Equilibration of Orientational Order in Hard Disks via Arcuate Event-Chain Monte Carlo
[PDF]

finished 2018-04
supervised by Sebastian Kapfer

Abstract
For hard disks in two dimensions the conventional Metropolis Monte Carlo algorithm exhibits dramatic slowing down in the vicinity of the liquid-hexatic and the hexatic-solid phase transition. An improved Monte Carlo algorithm, the event-chain Monte Carlo algorithm (ECMC), has facilitated extensive study of the hexatic-solid transition, by rapidly equilibrating positional order. ECMC is a lifted Markov-chain algorithm. It employs infinitesimal continuous-time moves, in which single particles are displaced with a constant velocity. An avalanche of coordinated single-particle displacements forms an event chain. This renders ECMC well-suited for equilibration of positional order.

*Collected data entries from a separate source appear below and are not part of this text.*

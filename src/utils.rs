#[allow(clippy::wrong_self_convention)]
pub trait IterExt<T>: Iterator<Item = T> {
    fn to_vec(self) -> Vec<T>;
    /// collects into a sorted Vec without duplicates
    fn to_sorted_set(self) -> Vec<T>
    where
        T: Ord;
}
impl<T, I: Iterator<Item = T>> IterExt<T> for I {
    #[allow(clippy::wrong_self_convention)]
    fn to_vec(self) -> Vec<T> {
        self.collect()
    }
    fn to_sorted_set(self) -> Vec<T>
    where
        T: Ord,
    {
        let mut ret: Vec<T> = self.collect();
        ret.sort_unstable();
        ret.dedup();
        ret
    }
}

/// inserts `value` into the sorted `set`. Returns `false` if it was already present.
pub fn sorted_insert<T: Ord>(set: &mut Vec<T>, value: T) -> bool {
    match set.binary_search(&value) {
        Ok(_) => false,
        Err(index) => {
            set.insert(index, value);
            true
        }
    }
}

/// removes `value` from the sorted `set`. Returns `false` if it was not present.
pub fn sorted_remove<T: Ord>(set: &mut Vec<T>, value: &T) -> bool {
    match set.binary_search(value) {
        Ok(index) => {
            set.remove(index);
            true
        }
        Err(_) => false,
    }
}
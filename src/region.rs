//! Regions and the model storing them.

use crate::{
    utils::{sorted_insert, sorted_remove, IterExt},
    RegionId, StateId,
};
use hashbrown::HashMap;

/// A connected group of open States with one representative State.
#[derive(Clone, Debug, PartialEq, Eq)]
pub struct Region {
    representative: StateId,
    members: Vec<StateId>,
    neighbors: Vec<RegionId>,
}

impl Region {
    /// Creates a new Region. `members` and `neighbors` may be in any order.
    pub fn new(
        representative: StateId,
        members: impl IntoIterator<Item = StateId>,
        neighbors: impl IntoIterator<Item = RegionId>,
    ) -> Region {
        let members = members.into_iter().to_sorted_set();
        debug_assert!(members.binary_search(&representative).is_ok());
        Region {
            representative,
            members,
            neighbors: neighbors.into_iter().to_sorted_set(),
        }
    }

    /// The State that stands in for this Region in Path queries
    pub fn representative(&self) -> StateId {
        self.representative
    }

    /// All States of the Region, sorted
    pub fn members(&self) -> &[StateId] {
        &self.members
    }

    /// The ids of all neighboring Regions, sorted
    pub fn neighbors(&self) -> &[RegionId] {
        &self.neighbors
    }

    /// `true` if `state` belongs to this Region
    pub fn contains(&self, state: StateId) -> bool {
        self.members.binary_search(&state).is_ok()
    }

    /// `true` if `other` is listed as a neighbor
    pub fn is_neighbor(&self, other: RegionId) -> bool {
        self.neighbors.binary_search(&other).is_ok()
    }
}

/// Read/write access to the Regions of an abstraction.
///
/// The [`RegionDatabase`](crate::RegionDatabase) only ever changes which Regions exist and
/// which of them are neighbors. Membership is managed by the abstraction itself.
pub trait RegionModel {
    /// The Region with the given id
    fn region(&self, id: RegionId) -> Option<&Region>;

    /// The Region a State belongs to. Blocked States belong to no Region.
    fn region_of(&self, state: StateId) -> Option<RegionId>;

    /// The ids of all Regions, sorted
    fn region_ids(&self) -> Vec<RegionId>;

    /// Inserts or replaces a Region. Returns the replaced Region.
    fn insert_region(&mut self, id: RegionId, region: Region) -> Option<Region>;

    /// Removes a Region
    fn remove_region(&mut self, id: RegionId) -> Option<Region>;

    /// Adds `neighbor` to the neighbors of `id`. Does nothing if `id` does not exist.
    fn add_neighbor(&mut self, id: RegionId, neighbor: RegionId);

    /// Removes `neighbor` from the neighbors of `id`. Does nothing if `id` does not exist.
    fn remove_neighbor(&mut self, id: RegionId, neighbor: RegionId);
}

/// A [`RegionModel`] with a reverse lookup from States to Regions.
#[derive(Clone, Debug, Default)]
pub struct RegionMap {
    regions: HashMap<RegionId, Region>,
    owners: HashMap<StateId, RegionId>,
}

impl RegionMap {
    /// Creates an empty RegionMap
    pub fn new() -> RegionMap {
        RegionMap::default()
    }

    /// The number of Regions
    pub fn len(&self) -> usize {
        self.regions.len()
    }

    /// `true` if there are no Regions
    pub fn is_empty(&self) -> bool {
        self.regions.is_empty()
    }

    /// Iterates over all Regions in no particular order
    pub fn iter(&self) -> impl Iterator<Item = (RegionId, &Region)> + '_ {
        self.regions.iter().map(|(id, region)| (*id, region))
    }

    /// Replaces the members and representative of an existing Region, keeping its neighbors.
    ///
    /// Returns `false` if the Region does not exist.
    pub fn set_members(
        &mut self,
        id: RegionId,
        representative: StateId,
        members: impl IntoIterator<Item = StateId>,
    ) -> bool {
        let neighbors = match self.regions.get(&id) {
            Some(region) => region.neighbors.clone(),
            None => return false,
        };
        self.insert_region(id, Region::new(representative, members, neighbors));
        true
    }

    fn release_members(&mut self, id: RegionId, region: &Region) {
        for state in region.members.iter() {
            if self.owners.get(state) == Some(&id) {
                self.owners.remove(state);
            }
        }
    }
}

impl RegionModel for RegionMap {
    fn region(&self, id: RegionId) -> Option<&Region> {
        self.regions.get(&id)
    }

    fn region_of(&self, state: StateId) -> Option<RegionId> {
        self.owners.get(&state).copied()
    }

    fn region_ids(&self) -> Vec<RegionId> {
        self.regions.keys().copied().to_sorted_set()
    }

    fn insert_region(&mut self, id: RegionId, region: Region) -> Option<Region> {
        let old = self.regions.remove(&id);
        if let Some(old) = old.as_ref() {
            self.release_members(id, old);
        }
        for &state in region.members.iter() {
            self.owners.insert(state, id);
        }
        self.regions.insert(id, region);
        old
    }

    fn remove_region(&mut self, id: RegionId) -> Option<Region> {
        let old = self.regions.remove(&id)?;
        self.release_members(id, &old);
        Some(old)
    }

    fn add_neighbor(&mut self, id: RegionId, neighbor: RegionId) {
        if let Some(region) = self.regions.get_mut(&id) {
            sorted_insert(&mut region.neighbors, neighbor);
        }
    }

    fn remove_neighbor(&mut self, id: RegionId, neighbor: RegionId) {
        if let Some(region) = self.regions.get_mut(&id) {
            sorted_remove(&mut region.neighbors, &neighbor);
        }
    }
}
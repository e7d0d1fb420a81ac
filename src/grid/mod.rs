//! The Grid that Regions are carved out of, and searches on it.

mod a_star;
pub use a_star::a_star_search;

use crate::{neighbors::Neighborhood, Cost, Point, StateId};

use std::cmp::Ordering;

#[derive(PartialEq, Eq)]
pub(crate) struct HeuristicElement<Id>(pub Id, pub Cost, pub Cost);
impl<Id: Eq> PartialOrd for HeuristicElement<Id> {
    fn partial_cmp(&self, rhs: &Self) -> Option<Ordering> {
        Some(self.cmp(rhs))
    }
}
impl<Id: Eq> Ord for HeuristicElement<Id> {
    fn cmp(&self, rhs: &Self) -> Ordering {
        rhs.2.cmp(&self.2)
    }
}

#[derive(PartialEq, Eq)]
pub(crate) struct Element<Id>(pub Id, pub Cost);
impl<Id: Eq> PartialOrd for Element<Id> {
    fn partial_cmp(&self, rhs: &Self) -> Option<Ordering> {
        Some(self.cmp(rhs))
    }
}
impl<Id: Eq> Ord for Element<Id> {
    fn cmp(&self, rhs: &Self) -> Ordering {
        rhs.1.cmp(&self.1)
    }
}

/// A rectangular Grid of open and blocked Tiles.
///
/// Every Tile is addressed by its [`StateId`] `y * width + x`.
#[derive(Clone, Debug, PartialEq, Eq)]
pub struct GridMap {
    width: usize,
    height: usize,
    blocked: Vec<bool>,
}

impl GridMap {
    /// Creates a Grid where every Tile is open
    pub fn new(width: usize, height: usize) -> GridMap {
        GridMap {
            width,
            height,
            blocked: vec![false; width * height],
        }
    }

    /// Parses a Grid from one line of text per row.
    ///
    /// `@`, `#`, `T` and `W` are blocked, anything else is open. Leading and trailing
    /// whitespace of every line is ignored, as are empty lines.
    ///
    /// ## Examples
    /// ```
    /// # use region_pathfinding::grid::GridMap;
    /// let grid = GridMap::from_ascii(
    ///     "\
    ///     ..@\n\
    ///     ...",
    /// );
    /// assert_eq!((grid.width(), grid.height()), (3, 2));
    /// assert!(!grid.is_open(grid.state_at((2, 0))));
    /// assert!(grid.is_open(grid.state_at((2, 1))));
    /// ```
    pub fn from_ascii(map: &str) -> GridMap {
        let rows: Vec<&str> = map
            .lines()
            .map(str::trim)
            .filter(|line| !line.is_empty())
            .collect();
        let height = rows.len();
        let width = rows.iter().map(|row| row.chars().count()).max().unwrap_or(0);

        let mut grid = GridMap::new(width, height);
        for (y, row) in rows.iter().enumerate() {
            for (x, c) in row.chars().enumerate() {
                grid.blocked[y * width + x] = matches!(c, '@' | '#' | 'T' | 'W');
            }
        }
        grid
    }

    /// The width of the Grid
    pub fn width(&self) -> usize {
        self.width
    }

    /// The height of the Grid
    pub fn height(&self) -> usize {
        self.height
    }

    /// The total number of Tiles
    pub fn len(&self) -> usize {
        self.blocked.len()
    }

    /// `true` if the Grid has no Tiles
    pub fn is_empty(&self) -> bool {
        self.blocked.is_empty()
    }

    /// The [`StateId`] of a Point
    pub fn state_at(&self, (x, y): Point) -> StateId {
        debug_assert!(x < self.width && y < self.height);
        (y * self.width + x) as StateId
    }

    /// The Point of a [`StateId`]
    pub fn point_of(&self, state: StateId) -> Point {
        let index = state as usize;
        (index % self.width, index / self.width)
    }

    /// `true` if the State is inside the Grid and not blocked
    pub fn is_open(&self, state: StateId) -> bool {
        self.blocked
            .get(state as usize)
            .map(|blocked| !blocked)
            .unwrap_or(false)
    }

    /// Turns a Tile into a wall (`true`) or opens it (`false`).
    ///
    /// Returns `true` if that changed anything.
    pub fn set_blocked(&mut self, state: StateId, blocked: bool) -> bool {
        let tile = &mut self.blocked[state as usize];
        let changed = *tile != blocked;
        *tile = blocked;
        changed
    }

    /// Checks if a single step between two neighboring States is allowed.
    ///
    /// Both States have to be open, and a diagonal step may not cut the corner of a wall.
    pub fn can_step(&self, from: Point, to: Point) -> bool {
        if !self.is_open(self.state_at(from)) || !self.is_open(self.state_at(to)) {
            return false;
        }
        if from.0 != to.0 && from.1 != to.1 {
            self.is_open(self.state_at((to.0, from.1)))
                && self.is_open(self.state_at((from.0, to.1)))
        } else {
            true
        }
    }

    /// Collects every State reachable from `state` in one step together with the Cost of that
    /// step into `target`. `buffer` is scratch space for the neighborhood.
    pub fn valid_moves<N: Neighborhood>(
        &self,
        neighborhood: &N,
        state: StateId,
        buffer: &mut Vec<Point>,
        target: &mut Vec<(StateId, Cost)>,
    ) {
        let point = self.point_of(state);
        buffer.clear();
        neighborhood.get_all_neighbors(point, buffer);
        for &other in buffer.iter() {
            if self.can_step(point, other) {
                target.push((self.state_at(other), neighborhood.step_cost(point, other)));
            }
        }
    }
}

At the liquid-hexatic transition however equilibration of orientational order is the limiting factor, in which ECMC is still not satisfactory. In the related soft-disk model even a critical slowing down is observed, due to diverging orientational correlation length. In this work we substantially generalize ECMC, in order to couple to orientational degrees of freedom. A variable velocity is obtained in two different ways: First by the introduction of velocity changes at collision events. To this end a previously unknown, generalized formulation of the global balance condition is exploited. A valid but not viable algorithm is constructed. Second, by the introduction of turning events we construct the arcuate ECMC algorithm (ArcMC). We demonstrate the correctness of ArcMC and its capability of rotating a domain of orientational correlation. Furthermore we generalize the computation of pressure in the framework of ECMC to variable velocity and derive the distribution of collision angles to be a purely geometric property. Our analysis of correlation and mixing time with respect to orientational order reveals that ECMC, ArcMC, and the Metropolis algorithm exhibit the same scaling with the number of particles, only differing by constant factors. We find that ArcMC does not exceed ECMC in equilibrating orientational order. Finally we determine the chain displacement for ECMC to be optimal, when it is greater or equal half the free length in the system.